We will use the **`ggplot2`** library which has many useful functions to create nice plots and graphics. We will also use some other libraries to help with the layout. 

In [None]:
library(ggplot2)
library(gridExtra)

# First, call the data set to the workspace and display it (like in the lab notebook)

# YOUR CODE HERE #

In [None]:
# display summary statistics here 
# YOUR CODE HERE #

In [None]:
# Let's compute the correlation
sapply(1:4, function(x) cor(anscombe[, x], anscombe[, x+4]))

In [None]:
# and compute variance
sapply(5:8, function(x) var(anscombe[, x]))

In [None]:
# linear regression (first pair)
lm(y1 ~ x1, data = anscombe)

In [None]:
# linear regression (second pair)
lm(y2 ~ x2, data = anscombe)

### Now, it's your turn: Find the linear regression coefficients for the next two data sets:

In [None]:
# linear regression (next two pairs)

# YOUR CODE HERE #

**Let's create a plot with x1 and y1 as the inputs and use the geom_point; it will be a scatterplot.** ggplot2 constructs the graphs in a modular way: first we define the data to be used, then the type of the plot, and then the other parameters and functionality we desire. All these can be added to the plot by using the **+** operator as below. 


In [None]:
# Inputs: x1 and y1. Use the geom_point to make it a scatterplot. 

p1 <- ggplot(anscombe, aes(x=x1, y=y1)) + geom_point() 

# add a linear regression line and set minimum x,y limits on the plot
p1 <- p1 + geom_smooth(method = lm) + expand_limits(x = 4, y = 4)
p1

# Now, let's do the same for x2,y2; we can remove the confidence interval with se=FALSE 
p2 <- ggplot(anscombe, aes(x=x2, y=y2)) + geom_point() 
p2 <- p2 + geom_smooth(method = lm, se = FALSE) + expand_limits(x = 4, y = 4)
p2

### Now, it's your turn: create the plots for x3,y3 and x4,y4 in similar way as above :

In [None]:
p3 <- <--YOUR CODE HERE-->

p3 <- p3 + <--YOUR CODE HERE-->
p3

p4 <- <--YOUR CODE HERE-->

p4 <- p4 + <--YOUR CODE HERE-->
p4

In [None]:
# Now, we plot them as a grid using the grid.arrange 
grid.arrange(p1, p2, p3, p4)

**`ggplot2` has many ways of manipulating the plot. Let's try to make our plots look very close to the original picture above.** 

In [None]:
# This is another way of drawing the scatterplot in order to make it look very close to our original graph. 

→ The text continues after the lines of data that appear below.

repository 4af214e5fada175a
//! Application error types

mod app_error;

pub use app_error::{domain_status, AppError, AppResult};
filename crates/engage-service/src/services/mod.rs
//! Business logic services
//!
//! The ledger service owns every write and keeps target counters in step with
//! the reaction rows; the query service serves read-only projections.

pub mod context;
pub mod error;
pub mod ledger;
pub mod query;

pub use context::{ServiceContext, ServiceContextBuilder};
pub use error::{ServiceError, ServiceResult};
pub use ledger::{ReactionLedgerService, ReactionSelector};
pub use query::ReactionQueryService;
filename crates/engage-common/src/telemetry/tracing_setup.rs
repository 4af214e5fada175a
//! Tracing and logging setup
//!
//! Configures the `tracing` subscriber with environment-based filtering.

use tracing::Level;
use tracing_subscriber::{
    fmt::{self, format::FmtSpan},
    layer::SubscriberExt,
    util::SubscriberInitExt,
    EnvFilter,
};

use crate::config::{AppSettings, LogFormat};

/// Tracing configuration options
#[derive(Debug, Clone)]
pub struct TracingConfig {
    /// Log level filter (e.g., "info", "debug", "trace")
    pub level: Level,
    /// Enable JSON output format
    pub json: bool,
    /// Include span events (new, close)
    pub span_events: bool,
    /// Include file and line numbers
    pub file_line: bool,
    /// Include thread names
    pub thread_names: bool,
}

impl Default for TracingConfig {
    fn default() -> Self {
        Self {
            level: Level::INFO,
            json: false,
            span_events: false,
            file_line: true,
            thread_names: false,
        }
    }
}

impl TracingConfig {
    /// Create a development configuration with debug logging
    #[must_use]
    pub fn development() -> Self {
        Self {
            level: Level::DEBUG,
            json: false,
            span_events: true,
            file_line: true,
            thread_names: true,
        }
    }

    /// Create a production configuration with JSON logging
    #[must_use]
    pub fn production() -> Self {
        Self {
            level: Level::INFO,
            json: true,
            span_events: false,
            file_line: false,
            thread_names: false,
        }
    }

    /// Pick a preset from the deployment environment; `LOG_FORMAT` has the last word
    #[must_use]
    pub fn for_app(settings: &AppSettings) -> Self {
        let base = if settings.env.is_development() {
            Self::development()
        } else {
            Self::production()
        };

        Self {
            json: settings.log_format == LogFormat::Json,
            ..base
        }
    }

    fn span_events(&self) -> FmtSpan {
        if self.span_events {
            FmtSpan::NEW | FmtSpan::CLOSE
        } else {
            FmtSpan::NONE
        }
    }
}

/// Initialize the tracing subscriber with default configuration
///
/// Uses `RUST_LOG` environment variable for filtering if set,
/// otherwise defaults to "info" level.
///
/// # Panics
/// Panics if the subscriber cannot be initialized (usually means it's already set).
pub fn init_tracing() {
    init_tracing_with_config(TracingConfig::default());
}

/// Initialize the tracing subscriber with custom configuration
///
/// # Panics
/// Panics if the subscriber cannot be initialized (usually means it's already set).
pub fn init_tracing_with_config(config: TracingConfig) {
    if let Err(e) = try_init_tracing_with_config(config) {
        panic!("{e}");
    }
}

/// Try to initialize tracing, returning an error if a subscriber is already set
///
/// Unlike `init_tracing`, this function will not panic if called multiple times.
pub fn try_init_tracing() -> Result<(), TracingError> {
    try_init_tracing_with_config(TracingConfig::default())
}

/// Try to initialize tracing with custom configuration
///
/// Unlike `init_tracing_with_config`, this function will not panic if called multiple times.
pub fn try_init_tracing_with_config(config: TracingConfig) -> Result<(), TracingError> {
    let env_filter = EnvFilter::try_from_default_env()
        .unwrap_or_else(|_| EnvFilter::new(config.level.to_string()));

    // Exactly one of the two is Some
    let json_layer = config.json.then(|| {
        fmt::layer()
            .json()
            .with_file(config.file_line)
            .with_line_number(config.file_line)
            .with_thread_names(config.thread_names)
            .with_span_events(config.span_events())
    });
    let pretty_layer = (!config.json).then(|| {
        fmt::layer()
            .with_file(config.file_line)
            .with_line_number(config.file_line)
            .with_thread_names(config.thread_names)
            .with_span_events(config.span_events())
    });

    tracing_subscriber::registry()
        .with(env_filter)
        .with(json_layer)
        .with(pretty_layer)
        .try_init()
        .map_err(|_| TracingError::AlreadyInitialized)
}

/// Tracing initialization errors
#[derive(Debug, thiserror::Error)]
pub enum TracingError {
    #[error("Tracing subscriber already initialized")]
    AlreadyInitialized,
}

#[cfg(test)]
mod tests {
    use super::*;
    use crate::config::Environment;

    #[test]
    fn test_default_config() {
        let config = TracingConfig::default();
        assert_eq!(config.level, Level::INFO);
        assert!(!config.json);
        assert!(!config.span_events);
        assert!(config.file_line);
    }

    #[test]
    fn test_production_config() {
        let config = TracingConfig::production();
        assert_eq!(config.level, Level::INFO);
        assert!(config.json);
        assert!(!config.file_line);
    }

    #[test]
    fn test_for_app_follows_log_format() {
        let settings = AppSettings {
            name: "engagement-ledger".to_string(),
            env: Environment::Development,
            log_format: LogFormat::Json,
        };
        let config = TracingConfig::for_app(&settings);
        assert_eq!(config.level, Level::DEBUG);
        assert!(config.json);

        let settings = AppSettings {
            env: Environment::Production,
            log_format: LogFormat::Pretty,
            ..settings
        };
        let config = TracingConfig::for_app(&settings);
        assert_eq!(config.level, Level::INFO);
        assert!(!config.json);
    }
}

# change color and size of the marker
pp1 <- ggplot(anscombe) + geom_point(aes(x1, y1), color = "darkorange", size = 3) 

# add black and white theme
pp1 <- pp1 + theme_bw()

# adjust the limits on the axes
pp1 <- pp1 + scale_x_continuous(breaks = seq(0, 18, 2)) + scale_y_continuous(breaks = seq(0, 12, 2)) 

# draw a line with an intercept and slope -- see the difference from above
pp1 <- pp1 + geom_abline(intercept = 3, slope = 0.5, color = "cornflowerblue") 

# more axis stuff
pp1 <- pp1 + expand_limits(x = c(4,18), y = c(4,12)) 

# and add a title 
pp1 <- pp1 + labs(title = "dataset 1")
pp1

### Again, it's your turn: create the rest of the plots: 

In [None]:
pp2 <- ggplot(anscombe) + <--YOUR CODE HERE-->
pp2 <- pp2 + theme_bw() 
pp2 <- pp2 + scale_x_continuous(breaks = seq(0, 18, 2)) + scale_y_continuous(breaks = seq(0, 12, 2)) 
pp2 <- pp2 + geom_abline(intercept = 3, slope = 0.5, color = "cornflowerblue") 
pp2 <- pp2 + expand_limits(x = c(4,18), y = c(4,12)) 
pp2 <- pp2 + <--YOUR CODE HERE-->

In [None]:
pp3 <- <--YOUR CODE HERE-->

pp4 <- <--YOUR CODE HERE-->

grid.arrange(pp1, pp2, pp3, pp4)

**In the coming labs and practices, we will learn how to manipulate different types of visualizations (plots, bar charts, histograms, etc.) using ggplot2.**